Every line of the data below should be printed exactly. Nothing may be dropped.

[Supplied material — start]

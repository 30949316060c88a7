//! Player-facing world edits: placing and removing blocks, gate editing and ray selection.
#![forbid(unsafe_code)]

mod select;

pub use select::{Selection, select_block};

use voxlogic_blocks::{Block, Color, GateKind, Logic, ModelId, Orientation};
use voxlogic_chunk::{BlockRef, World};
use voxlogic_mesh_cpu::Mesher;

pub type BlockPos = (i32, i32, i32);

/// Places a solid block of `color`; returns the block it replaced.
pub fn place_block(world: &mut World, mesher: &Mesher, pos: BlockPos, color: Color) -> Option<Block> {
    let old = mesher.set_block(world, pos.0, pos.1, pos.2, Block::solid(color))?;
    log::info!(target: "events", "place_block pos={:?} color={:?}", pos, color);
    Some(old)
}

/// Places a block drawn with `model`.
pub fn place_model(world: &mut World, mesher: &Mesher, pos: BlockPos, model: ModelId) -> Option<Block> {
    let old = mesher.set_block(world, pos.0, pos.1, pos.2, Block::with_model(model))?;
    log::info!(target: "events", "place_model pos={:?} model={}", pos, model.0);
    Some(old)
}

/// Clears a cell, dropping any logic component it held.
pub fn remove_block(world: &mut World, mesher: &Mesher, pos: BlockPos) -> Option<Block> {
    let old = mesher.set_block(world, pos.0, pos.1, pos.2, Block::AIR)?;
    log::info!(target: "events", "remove_block pos={:?} had_logic={}", pos, old.logic.is_some());
    Some(old)
}

fn remesh(world: &mut World, mesher: &Mesher, r: BlockRef) {
    world.mark_dirty(r);
    mesher.render_chunk(&mut world.chunks_mut()[r.chunk()]);
}

/// Gives an active block a wire component with auto-orient on, or advances its gate
/// kind. Re-orients when auto-orient is set. Returns the resulting kind.
pub fn cycle_gate(world: &mut World, mesher: &Mesher, pos: BlockPos) -> Option<GateKind> {
    let r = world.block_ref(pos.0, pos.1, pos.2)?;
    let block = world.get_mut(r);
    if !block.active {
        return None;
    }
    let logic = match block.logic.as_mut() {
        Some(l) => {
            l.kind = l.kind.next();
            *l
        }
        None => *block
            .logic
            .insert(Logic::new(GateKind::Wire).with_auto_orient(true)),
    };
    if logic.auto_orient {
        voxlogic_logic::auto_orient(world, r);
    }
    remesh(world, mesher, r);
    log::info!(target: "events", "cycle_gate pos={:?} kind={}", pos, logic.kind.name());
    Some(logic.kind)
}

fn turn(
    world: &mut World,
    mesher: &Mesher,
    pos: BlockPos,
    axis: &str,
    f: fn(Orientation) -> Orientation,
) -> Option<Orientation> {
    let r = world.block_ref(pos.0, pos.1, pos.2)?;
    let logic = world.get_mut(r).logic.as_mut()?;
    logic.orientation = f(logic.orientation);
    logic.auto_orient = false;
    let o = logic.orientation;
    remesh(world, mesher, r);
    log::info!(target: "events", "turn_{} pos={:?} orientation={:?}", axis, pos, o);
    Some(o)
}

/// One quarter turn about +Z; turns auto-orient off.
pub fn turn_roll(world: &mut World, mesher: &Mesher, pos: BlockPos) -> Option<Orientation> {
    turn(world, mesher, pos, "roll", Orientation::turned_roll)
}

/// One quarter turn about +X; turns auto-orient off.
pub fn turn_pitch(world: &mut World, mesher: &Mesher, pos: BlockPos) -> Option<Orientation> {
    turn(world, mesher, pos, "pitch", Orientation::turned_pitch)
}

/// One quarter turn about +Y; turns auto-orient off.
pub fn turn_yaw(world: &mut World, mesher: &Mesher, pos: BlockPos) -> Option<Orientation> {
    turn(world, mesher, pos, "yaw", Orientation::turned_yaw)
}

[Supplied material — finish]

• **Answer section**:
repository 30949316060c88a7
//! Player-facing world edits: placing and removing blocks, gate editing and ray selection.
#![forbid(unsafe_code)]

mod select;

pub use select::{Selection, select_block};

use voxlogic_blocks::{Block, Color, GateKind, Logic, ModelId, Orientation};
use voxlogic_chunk::{BlockRef, World};
use voxlogic_mesh_cpu::Mesher;

pub type BlockPos = (i32, i32, i32);

/// Places a solid block of `color`; returns the block it replaced.
pub fn place_block(world: &mut World, mesher: &Mesher, pos: BlockPos, color: Color) -> Option<Block> {
    let old = mesher.set_block(world, pos.0, pos.1, pos.2, Block::solid(color))?;
    log::info!(target: "events", "place_block pos={:?} color={:?}", pos, color);
    Some(old)
}

/// Places a block drawn with `model`.
pub fn place_model(world: &mut World, mesher: &Mesher, pos: BlockPos, model: ModelId) -> Option<Block> {
    let old = mesher.set_block(world, pos.0, pos.1, pos.2, Block::with_model(model))?;
    log::info!(target: "events", "place_model pos={:?} model={}", pos, model.0);
    Some(old)
}

/// Clears a cell, dropping any logic component it held.
pub fn remove_block(world: &mut World, mesher: &Mesher, pos: BlockPos) -> Option<Block> {
    let old = mesher.set_block(world, pos.0, pos.1, pos.2, Block::AIR)?;
    log::info!(target: "events", "remove_block pos={:?} had_logic={}", pos, old.logic.is_some());
    Some(old)
}

fn remesh(world: &mut World, mesher: &Mesher, r: BlockRef) {
    world.mark_dirty(r);
    mesher.render_chunk(&mut world.chunks_mut()[r.chunk()]);
}

/// Gives an active block a wire component with auto-orient on, or advances its gate
/// kind. Re-orients when auto-orient is set. Returns the resulting kind.
pub fn cycle_gate(world: &mut World, mesher: &Mesher, pos: BlockPos) -> Option<GateKind> {
    let r = world.block_ref(pos.0, pos.1, pos.2)?;
    let block = world.get_mut(r);
    if !block.active {
        return None;
    }
    let logic = match block.logic.as_mut() {
        Some(l) => {
            l.kind = l.kind.next();
            *l
        }
        None => *block
            .logic
            .insert(Logic::new(GateKind::Wire).with_auto_orient(true)),
    };
    if logic.auto_orient {
        voxlogic_logic::auto_orient(world, r);
    }
    remesh(world, mesher, r);
    log::info!(target: "events", "cycle_gate pos={:?} kind={}", pos, logic.kind.name());
    Some(logic.kind)
}

fn turn(
    world: &mut World,
    mesher: &Mesher,
    pos: BlockPos,
    axis: &str,
    f: fn(Orientation) -> Orientation,
) -> Option<Orientation> {
    let r = world.block_ref(pos.0, pos.1, pos.2)?;
    let logic = world.get_mut(r).logic.as_mut()?;
    logic.orientation = f(logic.orientation);
    logic.auto_orient = false;
    let o = logic.orientation;
    remesh(world, mesher, r);
    log::info!(target: "events", "turn_{} pos={:?} orientation={:?}", axis, pos, o);
    Some(o)
}

/// One quarter turn about +Z; turns auto-orient off.
pub fn turn_roll(world: &mut World, mesher: &Mesher, pos: BlockPos) -> Option<Orientation> {
    turn(world, mesher, pos, "roll", Orientation::turned_roll)
}

/// One quarter turn about +X; turns auto-orient off.
pub fn turn_pitch(world: &mut World, mesher: &Mesher, pos: BlockPos) -> Option<Orientation> {
    turn(world, mesher, pos, "pitch", Orientation::turned_pitch)
}

/// One quarter turn about +Y; turns auto-orient off.
pub fn turn_yaw(world: &mut World, mesher: &Mesher, pos: BlockPos) -> Option<Orientation> {
    turn(world, mesher, pos, "yaw", Orientation::turned_yaw)
}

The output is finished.